This coming Saturday, the management team at Dignity will be sponsoring a table at Step Forward Pittsburgh, an event to fight Parkinson's. As a result, I wanted to learn more about this insidious disease. My research gave me some insight, but not nearly as much as I expect to discover on Saturday when I'll have the opportunity to speak with both patients and family members.




As an in-home care agency in Pittsburgh, Dignity HCP wants to be prepared to offer care to someone with Parkinson's who wishes to stay in their home rather than moving into assisted living. It's an important discussion family members must have at some point when they've been affected by Parkinson's disease.


While Parkinson's generally develops slowly, eventually modifications must be made in order to ensure safety and comfort in the home. Not all houses are suitable for the alterations needed. And often, family members are just not available 24/7 to provide care. 


In order for the patient to remain in the home, the rooms in which they use must be on one floor. This helps ensure their dignity. After all, it's never easy to rely on others to care for your physical needs. By offering a safe place where they can exercise some level of independence, you are providing them with a gift perhaps only they understand.


Often, some structural changes are required, particularly in the bathroom. You'll also need to install things such as ramps and handrails. The home must be spacious enough to accommodate a walker or wheelchair, bedside commode, and, quite possibly, a lift chair. 
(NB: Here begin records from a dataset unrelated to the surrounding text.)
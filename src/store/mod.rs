// src/store/mod.rs

pub mod memory;
pub mod mongo;

pub use memory::MemStore;
pub use mongo::MongoStore;

use async_trait::async_trait;
use thiserror::Error;

use crate::models::{Admin, DemoRequest, Lead, Order};

pub type Result<T> = std::result::Result<T, StoreError>;

#[derive(Debug, Error)]
pub enum StoreError {
    #[error("mongodb error: {0}")]
    Mongo(#[from] mongodb::error::Error),
    #[error("storage unavailable: {0}")]
    Unavailable(String),
}

/// Persistence behind the handlers. Production uses [`MongoStore`];
/// [`MemStore`] backs the test suite.
#[async_trait]
pub trait Store: Send + Sync {
    /// One-time bootstrap (unique indexes on `orderId` and admin email).
    async fn init(&self) -> Result<()>;

    async fn insert_order(&self, order: &Order) -> Result<()>;

    /// Newest first. `limit` of `None` returns everything.
    async fn list_orders(&self, limit: Option<i64>) -> Result<Vec<Order>>;

    /// Conditional `Pending -> Paid` transition in a single write.
    /// Returns `false` when no order matched `order_id`.
    async fn mark_order_paid(&self, order_id: &str, payment_id: &str) -> Result<bool>;

    async fn insert_lead(&self, lead: &Lead) -> Result<()>;

    async fn list_leads(&self, limit: Option<i64>) -> Result<Vec<Lead>>;

    /// Returns `false` when no lead matched `id`.
    async fn delete_lead(&self, id: &str) -> Result<bool>;

    async fn insert_demo_request(&self, demo: &DemoRequest) -> Result<()>;

    async fn list_demo_requests(&self, limit: Option<i64>) -> Result<Vec<DemoRequest>>;

    async fn find_admin(&self, email: &str) -> Result<Option<Admin>>;

    async fn insert_admin(&self, admin: &Admin) -> Result<()>;
}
If you plan to be the primary caregiver, make sure you realize the strain this can/will have on your other relationships. As the disease progresses, so will the demands on your time. Remember that you are not superhuman and that there is nothing wrong with asking for help. That, alone, shows the strength of your character. 


Whether you seek respite care to relieve you of your duties from time-to-time, or you need a caregiver who will maintain a steady schedule, there is help available. Sometimes you just need someone else to take over night time duties so you can get the rest you need to get through the days. Even two nights a week can help. 


Of course, finances are a consideration. In-home care is less costly than assisted living or nursing homes, but sometimes individuals with Parkinson's actually prefer living elsewhere. 


It's all about what works for your family. 


In the meantime, we're going to continue to fight for a cure. Maybe, just maybe, it's right around the corner. All we have to do is step forward .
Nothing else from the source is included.